Exercise:
When a line in the entries below contains the word "aten", copy that line.
----
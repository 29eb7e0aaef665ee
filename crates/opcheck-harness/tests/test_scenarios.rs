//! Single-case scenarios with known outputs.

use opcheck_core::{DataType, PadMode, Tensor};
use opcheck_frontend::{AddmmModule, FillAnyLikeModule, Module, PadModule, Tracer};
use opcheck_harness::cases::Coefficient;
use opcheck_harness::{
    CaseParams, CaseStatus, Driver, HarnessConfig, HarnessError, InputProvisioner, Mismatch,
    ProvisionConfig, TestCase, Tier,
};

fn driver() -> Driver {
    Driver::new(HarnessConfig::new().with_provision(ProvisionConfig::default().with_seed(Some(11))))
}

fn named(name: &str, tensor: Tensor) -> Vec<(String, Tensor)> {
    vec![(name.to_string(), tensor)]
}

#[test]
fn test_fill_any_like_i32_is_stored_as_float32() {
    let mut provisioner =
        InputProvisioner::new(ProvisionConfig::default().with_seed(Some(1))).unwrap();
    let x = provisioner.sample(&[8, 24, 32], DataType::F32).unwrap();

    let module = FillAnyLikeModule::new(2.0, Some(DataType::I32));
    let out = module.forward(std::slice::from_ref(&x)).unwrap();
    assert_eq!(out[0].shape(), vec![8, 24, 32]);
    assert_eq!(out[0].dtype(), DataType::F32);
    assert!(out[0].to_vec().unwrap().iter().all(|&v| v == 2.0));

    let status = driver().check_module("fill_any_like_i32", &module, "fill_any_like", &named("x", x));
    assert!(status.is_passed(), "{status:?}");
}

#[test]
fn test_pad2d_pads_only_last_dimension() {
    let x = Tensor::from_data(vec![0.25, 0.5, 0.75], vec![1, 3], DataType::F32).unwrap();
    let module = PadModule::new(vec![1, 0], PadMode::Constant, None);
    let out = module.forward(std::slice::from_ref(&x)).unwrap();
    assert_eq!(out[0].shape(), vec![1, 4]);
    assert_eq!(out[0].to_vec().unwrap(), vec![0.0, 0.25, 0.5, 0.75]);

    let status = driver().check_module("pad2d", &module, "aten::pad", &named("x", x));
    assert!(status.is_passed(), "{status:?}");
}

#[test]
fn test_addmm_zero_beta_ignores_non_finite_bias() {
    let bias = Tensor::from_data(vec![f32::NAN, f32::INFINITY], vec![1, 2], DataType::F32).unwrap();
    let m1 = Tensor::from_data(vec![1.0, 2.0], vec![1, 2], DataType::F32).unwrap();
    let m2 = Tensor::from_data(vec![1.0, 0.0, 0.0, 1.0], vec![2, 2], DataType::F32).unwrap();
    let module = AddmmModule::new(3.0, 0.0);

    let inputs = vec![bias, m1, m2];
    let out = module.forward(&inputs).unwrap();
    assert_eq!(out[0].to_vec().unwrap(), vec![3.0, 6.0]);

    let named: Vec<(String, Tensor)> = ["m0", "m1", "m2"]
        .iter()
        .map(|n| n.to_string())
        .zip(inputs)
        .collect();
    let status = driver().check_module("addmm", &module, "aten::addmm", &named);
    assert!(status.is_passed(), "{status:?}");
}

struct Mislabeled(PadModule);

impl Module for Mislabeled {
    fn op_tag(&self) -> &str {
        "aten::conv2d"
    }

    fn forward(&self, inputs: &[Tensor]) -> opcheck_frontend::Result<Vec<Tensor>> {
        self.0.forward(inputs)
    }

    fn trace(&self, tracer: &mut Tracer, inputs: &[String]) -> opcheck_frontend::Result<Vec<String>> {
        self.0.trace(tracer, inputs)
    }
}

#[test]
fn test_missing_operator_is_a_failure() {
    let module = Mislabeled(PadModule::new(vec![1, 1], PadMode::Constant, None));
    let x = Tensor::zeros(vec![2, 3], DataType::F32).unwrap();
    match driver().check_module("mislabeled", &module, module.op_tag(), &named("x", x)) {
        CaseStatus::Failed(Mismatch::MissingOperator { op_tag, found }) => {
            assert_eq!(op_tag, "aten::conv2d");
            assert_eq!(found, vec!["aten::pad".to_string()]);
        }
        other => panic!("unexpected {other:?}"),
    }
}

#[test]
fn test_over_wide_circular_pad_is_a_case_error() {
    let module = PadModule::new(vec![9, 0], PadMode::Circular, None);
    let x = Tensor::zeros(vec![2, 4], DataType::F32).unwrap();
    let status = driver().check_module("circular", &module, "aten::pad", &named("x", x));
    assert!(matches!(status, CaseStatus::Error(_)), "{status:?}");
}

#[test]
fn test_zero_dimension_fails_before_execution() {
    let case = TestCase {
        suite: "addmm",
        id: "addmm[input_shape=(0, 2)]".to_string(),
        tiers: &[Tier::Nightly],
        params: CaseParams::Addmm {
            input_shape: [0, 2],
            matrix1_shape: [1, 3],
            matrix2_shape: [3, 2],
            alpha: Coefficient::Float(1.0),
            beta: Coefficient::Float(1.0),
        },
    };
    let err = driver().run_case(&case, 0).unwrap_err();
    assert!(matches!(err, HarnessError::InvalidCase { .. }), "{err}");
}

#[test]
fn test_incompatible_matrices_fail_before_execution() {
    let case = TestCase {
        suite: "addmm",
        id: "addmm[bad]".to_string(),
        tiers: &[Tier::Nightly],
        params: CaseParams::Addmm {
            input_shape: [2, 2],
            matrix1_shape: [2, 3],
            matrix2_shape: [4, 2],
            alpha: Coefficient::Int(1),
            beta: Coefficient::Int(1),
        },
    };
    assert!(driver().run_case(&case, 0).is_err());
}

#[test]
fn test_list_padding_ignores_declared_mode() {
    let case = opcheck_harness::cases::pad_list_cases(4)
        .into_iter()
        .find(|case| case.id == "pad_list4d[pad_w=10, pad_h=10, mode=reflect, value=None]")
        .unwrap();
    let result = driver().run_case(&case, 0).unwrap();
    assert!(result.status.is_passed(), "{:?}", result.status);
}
----
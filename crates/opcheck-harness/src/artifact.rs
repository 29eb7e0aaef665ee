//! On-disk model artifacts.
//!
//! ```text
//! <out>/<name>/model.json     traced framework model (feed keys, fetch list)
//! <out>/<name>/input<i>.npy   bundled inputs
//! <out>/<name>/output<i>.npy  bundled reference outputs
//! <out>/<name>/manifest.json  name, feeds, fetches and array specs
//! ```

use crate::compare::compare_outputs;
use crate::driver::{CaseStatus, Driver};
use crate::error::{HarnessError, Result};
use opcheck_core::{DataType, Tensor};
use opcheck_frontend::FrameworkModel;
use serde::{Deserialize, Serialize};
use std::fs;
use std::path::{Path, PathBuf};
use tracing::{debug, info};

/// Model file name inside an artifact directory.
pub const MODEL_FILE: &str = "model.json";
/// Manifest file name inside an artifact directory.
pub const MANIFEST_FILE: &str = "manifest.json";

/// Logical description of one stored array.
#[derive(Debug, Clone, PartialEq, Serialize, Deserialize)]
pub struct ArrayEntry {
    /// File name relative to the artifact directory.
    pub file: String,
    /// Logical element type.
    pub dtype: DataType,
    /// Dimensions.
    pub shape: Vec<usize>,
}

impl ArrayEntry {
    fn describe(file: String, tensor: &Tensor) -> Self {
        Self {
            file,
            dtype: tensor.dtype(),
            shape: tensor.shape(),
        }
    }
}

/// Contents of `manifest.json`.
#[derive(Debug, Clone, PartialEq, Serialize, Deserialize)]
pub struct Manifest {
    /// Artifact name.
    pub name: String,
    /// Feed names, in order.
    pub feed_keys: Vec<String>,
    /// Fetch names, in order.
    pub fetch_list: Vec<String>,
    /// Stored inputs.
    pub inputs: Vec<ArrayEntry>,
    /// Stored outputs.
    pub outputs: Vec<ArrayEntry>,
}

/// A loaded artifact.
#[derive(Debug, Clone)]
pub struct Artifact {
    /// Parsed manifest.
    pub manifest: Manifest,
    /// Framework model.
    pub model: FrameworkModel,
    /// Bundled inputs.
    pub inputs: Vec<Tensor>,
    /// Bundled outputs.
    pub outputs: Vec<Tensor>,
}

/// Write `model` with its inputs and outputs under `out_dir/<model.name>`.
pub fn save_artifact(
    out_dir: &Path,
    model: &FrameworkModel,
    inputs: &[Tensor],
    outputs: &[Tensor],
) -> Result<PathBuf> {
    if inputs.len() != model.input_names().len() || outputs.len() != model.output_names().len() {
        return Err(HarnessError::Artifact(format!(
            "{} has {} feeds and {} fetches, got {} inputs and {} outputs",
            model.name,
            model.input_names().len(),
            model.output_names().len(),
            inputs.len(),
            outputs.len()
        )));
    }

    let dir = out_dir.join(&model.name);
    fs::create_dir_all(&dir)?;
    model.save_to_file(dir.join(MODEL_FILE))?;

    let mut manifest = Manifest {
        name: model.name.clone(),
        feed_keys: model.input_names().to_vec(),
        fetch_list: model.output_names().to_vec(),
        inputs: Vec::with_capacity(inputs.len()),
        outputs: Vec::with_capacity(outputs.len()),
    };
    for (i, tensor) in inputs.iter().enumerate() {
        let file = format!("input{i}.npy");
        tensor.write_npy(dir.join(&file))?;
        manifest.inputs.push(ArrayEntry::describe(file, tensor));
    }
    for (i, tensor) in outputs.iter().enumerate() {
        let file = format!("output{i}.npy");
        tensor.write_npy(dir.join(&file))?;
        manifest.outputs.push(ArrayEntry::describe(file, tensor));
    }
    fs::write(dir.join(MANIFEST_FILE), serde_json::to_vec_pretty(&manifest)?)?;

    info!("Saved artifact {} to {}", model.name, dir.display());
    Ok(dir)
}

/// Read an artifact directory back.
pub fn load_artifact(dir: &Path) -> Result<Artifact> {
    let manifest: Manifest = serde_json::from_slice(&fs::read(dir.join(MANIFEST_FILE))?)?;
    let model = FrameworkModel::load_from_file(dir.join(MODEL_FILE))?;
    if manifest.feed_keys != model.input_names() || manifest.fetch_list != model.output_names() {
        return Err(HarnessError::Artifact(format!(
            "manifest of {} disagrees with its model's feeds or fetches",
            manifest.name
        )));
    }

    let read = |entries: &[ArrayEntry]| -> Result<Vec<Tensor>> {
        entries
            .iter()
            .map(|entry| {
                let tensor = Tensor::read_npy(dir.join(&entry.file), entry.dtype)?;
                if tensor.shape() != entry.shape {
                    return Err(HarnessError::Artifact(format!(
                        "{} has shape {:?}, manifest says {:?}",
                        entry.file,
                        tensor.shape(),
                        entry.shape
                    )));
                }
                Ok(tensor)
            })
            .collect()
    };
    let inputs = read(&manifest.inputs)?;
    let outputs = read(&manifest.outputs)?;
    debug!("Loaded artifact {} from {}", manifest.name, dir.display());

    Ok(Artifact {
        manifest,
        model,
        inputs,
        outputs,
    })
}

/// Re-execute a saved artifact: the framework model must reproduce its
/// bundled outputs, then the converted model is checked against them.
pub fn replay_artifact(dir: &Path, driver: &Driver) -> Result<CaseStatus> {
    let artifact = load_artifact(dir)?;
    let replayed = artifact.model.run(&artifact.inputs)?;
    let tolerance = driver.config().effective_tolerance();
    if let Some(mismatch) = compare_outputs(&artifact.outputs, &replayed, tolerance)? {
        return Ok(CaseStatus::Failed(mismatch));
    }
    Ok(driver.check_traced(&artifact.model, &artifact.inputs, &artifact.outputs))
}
----
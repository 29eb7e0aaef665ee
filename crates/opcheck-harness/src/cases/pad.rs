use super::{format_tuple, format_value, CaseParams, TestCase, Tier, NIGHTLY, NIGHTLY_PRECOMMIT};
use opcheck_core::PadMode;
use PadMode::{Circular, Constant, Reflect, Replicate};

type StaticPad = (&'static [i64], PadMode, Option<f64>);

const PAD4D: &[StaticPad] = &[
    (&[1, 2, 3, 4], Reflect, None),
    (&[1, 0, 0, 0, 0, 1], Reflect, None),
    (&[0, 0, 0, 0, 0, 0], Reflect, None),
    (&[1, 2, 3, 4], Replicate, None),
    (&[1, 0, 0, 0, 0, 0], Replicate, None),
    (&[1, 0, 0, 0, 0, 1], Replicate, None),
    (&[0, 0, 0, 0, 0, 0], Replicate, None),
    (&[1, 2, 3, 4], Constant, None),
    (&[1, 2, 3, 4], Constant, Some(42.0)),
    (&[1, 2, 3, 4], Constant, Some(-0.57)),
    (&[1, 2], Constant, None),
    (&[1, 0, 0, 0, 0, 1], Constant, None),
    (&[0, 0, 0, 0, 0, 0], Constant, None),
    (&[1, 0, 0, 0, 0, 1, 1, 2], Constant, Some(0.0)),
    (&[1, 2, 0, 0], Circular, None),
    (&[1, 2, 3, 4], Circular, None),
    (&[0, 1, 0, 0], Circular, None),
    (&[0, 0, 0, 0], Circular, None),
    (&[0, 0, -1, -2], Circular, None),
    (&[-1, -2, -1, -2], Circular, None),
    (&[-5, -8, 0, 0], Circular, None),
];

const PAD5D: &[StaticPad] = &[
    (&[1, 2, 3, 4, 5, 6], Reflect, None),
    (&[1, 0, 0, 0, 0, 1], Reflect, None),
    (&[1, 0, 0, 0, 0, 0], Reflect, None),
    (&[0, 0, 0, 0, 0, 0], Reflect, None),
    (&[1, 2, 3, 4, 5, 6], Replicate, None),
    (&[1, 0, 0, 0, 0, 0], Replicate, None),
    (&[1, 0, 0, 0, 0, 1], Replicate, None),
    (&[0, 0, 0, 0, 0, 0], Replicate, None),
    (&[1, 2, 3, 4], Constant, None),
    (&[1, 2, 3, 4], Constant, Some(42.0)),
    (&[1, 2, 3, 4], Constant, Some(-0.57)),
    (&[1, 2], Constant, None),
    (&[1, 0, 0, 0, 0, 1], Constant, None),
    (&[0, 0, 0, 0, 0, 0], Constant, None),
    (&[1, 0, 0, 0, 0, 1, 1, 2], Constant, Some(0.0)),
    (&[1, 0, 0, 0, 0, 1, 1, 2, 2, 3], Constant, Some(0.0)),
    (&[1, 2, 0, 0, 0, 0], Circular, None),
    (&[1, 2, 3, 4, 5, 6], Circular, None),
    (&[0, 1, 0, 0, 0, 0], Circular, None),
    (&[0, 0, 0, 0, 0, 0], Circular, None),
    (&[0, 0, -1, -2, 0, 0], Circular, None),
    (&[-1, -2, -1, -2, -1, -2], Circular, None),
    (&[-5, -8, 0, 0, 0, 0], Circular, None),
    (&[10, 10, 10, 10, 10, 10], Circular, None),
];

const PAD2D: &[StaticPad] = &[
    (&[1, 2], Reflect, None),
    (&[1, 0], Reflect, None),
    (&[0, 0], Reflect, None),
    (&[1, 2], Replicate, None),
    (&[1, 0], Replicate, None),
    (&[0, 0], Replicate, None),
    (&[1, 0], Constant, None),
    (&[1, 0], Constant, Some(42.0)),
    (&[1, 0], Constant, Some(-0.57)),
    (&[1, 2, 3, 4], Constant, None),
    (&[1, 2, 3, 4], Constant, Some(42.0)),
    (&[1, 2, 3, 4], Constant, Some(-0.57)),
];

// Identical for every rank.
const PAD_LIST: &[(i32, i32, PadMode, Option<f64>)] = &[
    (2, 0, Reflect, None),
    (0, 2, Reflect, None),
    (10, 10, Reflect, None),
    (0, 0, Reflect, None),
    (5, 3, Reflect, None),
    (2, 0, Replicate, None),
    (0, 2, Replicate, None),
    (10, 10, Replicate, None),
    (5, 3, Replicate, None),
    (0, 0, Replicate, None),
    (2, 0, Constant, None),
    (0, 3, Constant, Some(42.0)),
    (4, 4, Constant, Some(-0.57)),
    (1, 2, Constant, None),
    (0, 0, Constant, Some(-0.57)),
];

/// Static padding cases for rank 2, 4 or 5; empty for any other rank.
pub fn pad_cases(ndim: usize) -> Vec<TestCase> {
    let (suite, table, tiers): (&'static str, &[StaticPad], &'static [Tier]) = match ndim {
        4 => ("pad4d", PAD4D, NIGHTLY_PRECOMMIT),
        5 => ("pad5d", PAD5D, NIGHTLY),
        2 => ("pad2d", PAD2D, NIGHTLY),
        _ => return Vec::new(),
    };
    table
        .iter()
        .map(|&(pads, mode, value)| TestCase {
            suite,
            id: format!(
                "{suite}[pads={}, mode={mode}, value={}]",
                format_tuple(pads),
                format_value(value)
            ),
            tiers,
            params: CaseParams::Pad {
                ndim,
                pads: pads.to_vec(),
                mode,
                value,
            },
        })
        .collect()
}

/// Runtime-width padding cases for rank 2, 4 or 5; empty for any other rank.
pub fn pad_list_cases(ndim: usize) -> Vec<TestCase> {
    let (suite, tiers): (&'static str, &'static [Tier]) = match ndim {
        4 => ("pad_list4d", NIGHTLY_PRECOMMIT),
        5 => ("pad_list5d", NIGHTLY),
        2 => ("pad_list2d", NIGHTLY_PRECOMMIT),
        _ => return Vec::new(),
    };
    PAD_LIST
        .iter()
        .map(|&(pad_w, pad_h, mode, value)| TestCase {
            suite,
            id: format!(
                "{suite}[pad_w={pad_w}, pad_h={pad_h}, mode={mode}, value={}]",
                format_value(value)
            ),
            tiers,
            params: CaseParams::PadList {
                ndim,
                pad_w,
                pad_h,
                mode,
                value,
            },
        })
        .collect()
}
----
The completed task:
    let status = driver().check_module("pad2d", &module, "aten::pad", &named("x", x));
    let status = driver().check_module("addmm", &module, "aten::addmm", &named);
        "aten::conv2d"
            assert_eq!(op_tag, "aten::conv2d");
            assert_eq!(found, vec!["aten::pad".to_string()]);
    let status = driver().check_module("circular", &module, "aten::pad", &named("x", x));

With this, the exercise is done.